■ **Work task**
Wherever the string "Modifier" turns up in the data, copy the whole line.

=== Data extracts ===

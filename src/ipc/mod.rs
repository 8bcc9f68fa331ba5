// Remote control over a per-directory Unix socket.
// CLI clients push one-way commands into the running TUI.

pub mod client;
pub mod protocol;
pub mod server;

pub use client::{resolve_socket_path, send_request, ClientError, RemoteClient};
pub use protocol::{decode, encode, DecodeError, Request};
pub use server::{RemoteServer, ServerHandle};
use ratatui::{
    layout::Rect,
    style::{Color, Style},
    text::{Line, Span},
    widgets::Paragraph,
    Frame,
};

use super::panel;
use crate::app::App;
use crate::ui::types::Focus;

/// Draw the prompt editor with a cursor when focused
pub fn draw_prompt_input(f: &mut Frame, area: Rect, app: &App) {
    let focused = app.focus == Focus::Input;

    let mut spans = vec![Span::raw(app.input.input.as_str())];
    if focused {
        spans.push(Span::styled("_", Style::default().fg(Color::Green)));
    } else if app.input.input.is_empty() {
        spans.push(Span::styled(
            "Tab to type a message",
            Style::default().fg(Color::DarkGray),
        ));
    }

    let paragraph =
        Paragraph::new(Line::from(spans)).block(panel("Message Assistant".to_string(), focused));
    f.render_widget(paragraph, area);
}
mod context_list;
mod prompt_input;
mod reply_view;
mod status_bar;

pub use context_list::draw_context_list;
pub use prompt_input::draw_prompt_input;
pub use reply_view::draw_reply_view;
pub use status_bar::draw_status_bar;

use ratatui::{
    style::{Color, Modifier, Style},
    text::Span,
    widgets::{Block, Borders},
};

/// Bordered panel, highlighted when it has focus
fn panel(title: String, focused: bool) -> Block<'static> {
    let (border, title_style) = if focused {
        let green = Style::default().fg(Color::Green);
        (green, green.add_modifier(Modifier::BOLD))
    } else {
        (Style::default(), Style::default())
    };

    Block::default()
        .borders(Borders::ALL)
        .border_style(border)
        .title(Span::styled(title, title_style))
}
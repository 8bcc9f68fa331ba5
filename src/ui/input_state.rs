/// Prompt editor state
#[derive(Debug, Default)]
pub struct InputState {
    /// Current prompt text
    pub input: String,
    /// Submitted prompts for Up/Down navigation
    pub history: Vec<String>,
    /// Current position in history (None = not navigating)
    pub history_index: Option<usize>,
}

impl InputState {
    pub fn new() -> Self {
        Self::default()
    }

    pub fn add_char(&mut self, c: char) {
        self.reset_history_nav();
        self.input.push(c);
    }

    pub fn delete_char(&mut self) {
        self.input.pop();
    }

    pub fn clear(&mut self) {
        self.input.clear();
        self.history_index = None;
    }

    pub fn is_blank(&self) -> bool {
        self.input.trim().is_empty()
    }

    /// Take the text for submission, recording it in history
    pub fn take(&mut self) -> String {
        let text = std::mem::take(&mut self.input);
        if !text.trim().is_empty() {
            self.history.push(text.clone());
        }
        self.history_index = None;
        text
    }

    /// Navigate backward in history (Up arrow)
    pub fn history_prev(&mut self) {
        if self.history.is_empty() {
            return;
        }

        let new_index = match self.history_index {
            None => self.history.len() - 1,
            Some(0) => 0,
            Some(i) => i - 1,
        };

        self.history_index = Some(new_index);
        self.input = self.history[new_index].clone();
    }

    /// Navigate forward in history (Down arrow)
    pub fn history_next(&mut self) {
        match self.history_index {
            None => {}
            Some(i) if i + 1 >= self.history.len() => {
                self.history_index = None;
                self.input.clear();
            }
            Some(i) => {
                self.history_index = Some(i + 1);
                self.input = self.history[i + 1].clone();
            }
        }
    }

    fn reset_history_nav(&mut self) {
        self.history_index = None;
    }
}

===
=== Data extracts ===

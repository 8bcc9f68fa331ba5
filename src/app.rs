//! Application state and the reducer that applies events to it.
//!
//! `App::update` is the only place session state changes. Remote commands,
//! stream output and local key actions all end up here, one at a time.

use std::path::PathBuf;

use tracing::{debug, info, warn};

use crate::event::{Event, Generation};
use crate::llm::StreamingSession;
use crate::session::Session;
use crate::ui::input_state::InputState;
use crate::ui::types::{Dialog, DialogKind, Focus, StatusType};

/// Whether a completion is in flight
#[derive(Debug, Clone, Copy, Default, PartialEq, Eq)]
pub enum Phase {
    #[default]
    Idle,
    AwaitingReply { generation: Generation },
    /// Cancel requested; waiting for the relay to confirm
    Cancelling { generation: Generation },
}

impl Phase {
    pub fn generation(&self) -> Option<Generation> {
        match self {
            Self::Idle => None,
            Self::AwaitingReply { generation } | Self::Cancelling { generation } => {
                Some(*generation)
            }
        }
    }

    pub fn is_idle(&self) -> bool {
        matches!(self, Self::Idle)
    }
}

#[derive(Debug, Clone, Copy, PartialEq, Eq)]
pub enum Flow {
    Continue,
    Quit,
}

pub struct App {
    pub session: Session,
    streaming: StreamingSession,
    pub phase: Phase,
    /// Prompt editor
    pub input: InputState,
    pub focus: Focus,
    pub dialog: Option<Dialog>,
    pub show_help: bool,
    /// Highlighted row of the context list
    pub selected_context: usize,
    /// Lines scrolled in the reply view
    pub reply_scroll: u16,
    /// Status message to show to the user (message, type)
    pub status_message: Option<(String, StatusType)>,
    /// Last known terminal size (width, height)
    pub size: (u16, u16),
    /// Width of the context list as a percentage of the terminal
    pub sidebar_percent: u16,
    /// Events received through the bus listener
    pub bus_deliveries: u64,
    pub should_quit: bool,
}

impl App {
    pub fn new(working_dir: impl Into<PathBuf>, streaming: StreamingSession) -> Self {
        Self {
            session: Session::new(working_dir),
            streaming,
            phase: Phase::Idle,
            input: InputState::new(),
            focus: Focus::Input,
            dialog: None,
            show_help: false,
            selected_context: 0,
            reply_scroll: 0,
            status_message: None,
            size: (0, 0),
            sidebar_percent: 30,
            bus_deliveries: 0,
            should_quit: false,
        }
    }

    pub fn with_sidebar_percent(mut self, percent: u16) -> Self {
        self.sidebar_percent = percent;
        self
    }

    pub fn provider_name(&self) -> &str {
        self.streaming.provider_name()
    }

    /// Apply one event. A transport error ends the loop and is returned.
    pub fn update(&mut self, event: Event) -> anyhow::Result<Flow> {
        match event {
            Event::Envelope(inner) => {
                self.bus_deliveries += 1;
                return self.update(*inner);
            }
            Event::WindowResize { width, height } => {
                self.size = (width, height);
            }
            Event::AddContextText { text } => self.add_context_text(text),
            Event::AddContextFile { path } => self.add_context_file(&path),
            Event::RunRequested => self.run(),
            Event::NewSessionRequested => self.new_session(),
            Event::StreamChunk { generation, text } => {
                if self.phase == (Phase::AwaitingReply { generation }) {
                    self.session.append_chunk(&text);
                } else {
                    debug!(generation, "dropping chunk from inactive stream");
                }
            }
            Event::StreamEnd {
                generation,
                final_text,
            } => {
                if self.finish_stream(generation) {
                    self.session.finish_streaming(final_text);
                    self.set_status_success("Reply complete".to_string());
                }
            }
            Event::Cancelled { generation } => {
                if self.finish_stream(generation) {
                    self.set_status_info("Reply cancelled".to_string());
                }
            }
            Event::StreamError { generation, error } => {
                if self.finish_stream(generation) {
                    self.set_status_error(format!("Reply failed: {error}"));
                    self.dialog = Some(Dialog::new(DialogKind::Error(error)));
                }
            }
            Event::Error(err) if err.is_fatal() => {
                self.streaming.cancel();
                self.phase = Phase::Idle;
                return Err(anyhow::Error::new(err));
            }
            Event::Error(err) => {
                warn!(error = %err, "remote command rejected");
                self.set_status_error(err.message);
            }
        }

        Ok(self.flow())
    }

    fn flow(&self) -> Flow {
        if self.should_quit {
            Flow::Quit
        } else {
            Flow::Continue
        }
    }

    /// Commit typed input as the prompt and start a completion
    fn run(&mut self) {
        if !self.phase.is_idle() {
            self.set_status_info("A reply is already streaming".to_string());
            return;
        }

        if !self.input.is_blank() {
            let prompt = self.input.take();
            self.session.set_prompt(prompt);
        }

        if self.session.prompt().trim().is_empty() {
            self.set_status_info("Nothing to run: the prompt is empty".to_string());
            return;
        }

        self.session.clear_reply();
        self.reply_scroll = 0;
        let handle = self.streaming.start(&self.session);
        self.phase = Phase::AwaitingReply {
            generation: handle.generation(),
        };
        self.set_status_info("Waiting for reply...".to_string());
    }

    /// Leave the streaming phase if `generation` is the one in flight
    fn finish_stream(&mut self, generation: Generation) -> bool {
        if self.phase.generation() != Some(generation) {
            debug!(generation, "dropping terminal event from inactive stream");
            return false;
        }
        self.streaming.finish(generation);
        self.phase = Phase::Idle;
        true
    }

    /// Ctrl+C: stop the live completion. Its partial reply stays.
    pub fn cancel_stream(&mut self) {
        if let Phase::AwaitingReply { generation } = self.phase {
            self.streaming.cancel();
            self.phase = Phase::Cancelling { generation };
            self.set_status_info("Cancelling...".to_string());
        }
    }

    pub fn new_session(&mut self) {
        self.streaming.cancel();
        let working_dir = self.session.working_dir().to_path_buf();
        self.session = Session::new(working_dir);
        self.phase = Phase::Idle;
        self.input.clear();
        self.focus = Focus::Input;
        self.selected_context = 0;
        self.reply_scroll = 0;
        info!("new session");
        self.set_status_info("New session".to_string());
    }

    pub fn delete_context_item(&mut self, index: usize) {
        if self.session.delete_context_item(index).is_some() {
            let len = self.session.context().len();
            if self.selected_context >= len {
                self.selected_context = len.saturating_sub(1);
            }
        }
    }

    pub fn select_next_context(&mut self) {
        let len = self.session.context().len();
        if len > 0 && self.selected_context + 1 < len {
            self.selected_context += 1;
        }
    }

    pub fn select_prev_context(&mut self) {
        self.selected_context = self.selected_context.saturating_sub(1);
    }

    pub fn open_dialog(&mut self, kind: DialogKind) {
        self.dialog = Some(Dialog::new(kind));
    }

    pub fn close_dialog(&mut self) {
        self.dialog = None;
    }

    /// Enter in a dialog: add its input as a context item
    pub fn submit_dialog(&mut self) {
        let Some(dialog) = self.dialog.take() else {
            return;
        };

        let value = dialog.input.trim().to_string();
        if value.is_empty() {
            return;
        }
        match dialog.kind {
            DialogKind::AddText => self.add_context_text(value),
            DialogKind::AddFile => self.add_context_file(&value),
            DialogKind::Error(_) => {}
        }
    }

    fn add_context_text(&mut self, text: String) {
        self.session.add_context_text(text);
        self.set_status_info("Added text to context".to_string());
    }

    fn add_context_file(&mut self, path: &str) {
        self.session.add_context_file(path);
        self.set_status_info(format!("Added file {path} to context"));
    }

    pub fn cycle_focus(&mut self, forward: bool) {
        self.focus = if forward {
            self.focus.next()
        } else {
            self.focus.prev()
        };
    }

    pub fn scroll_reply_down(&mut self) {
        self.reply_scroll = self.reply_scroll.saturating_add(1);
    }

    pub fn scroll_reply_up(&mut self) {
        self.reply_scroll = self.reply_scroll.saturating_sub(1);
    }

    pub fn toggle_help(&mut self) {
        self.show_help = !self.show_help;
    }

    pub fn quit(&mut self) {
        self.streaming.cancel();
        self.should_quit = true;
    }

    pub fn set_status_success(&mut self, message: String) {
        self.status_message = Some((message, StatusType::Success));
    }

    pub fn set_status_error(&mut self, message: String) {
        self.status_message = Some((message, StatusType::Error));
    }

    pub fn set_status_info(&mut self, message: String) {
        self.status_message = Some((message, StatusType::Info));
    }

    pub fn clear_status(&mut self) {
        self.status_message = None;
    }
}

===

■ **Finished exercise**
    style::{Color, Modifier, Style},
        (green, green.add_modifier(Modifier::BOLD))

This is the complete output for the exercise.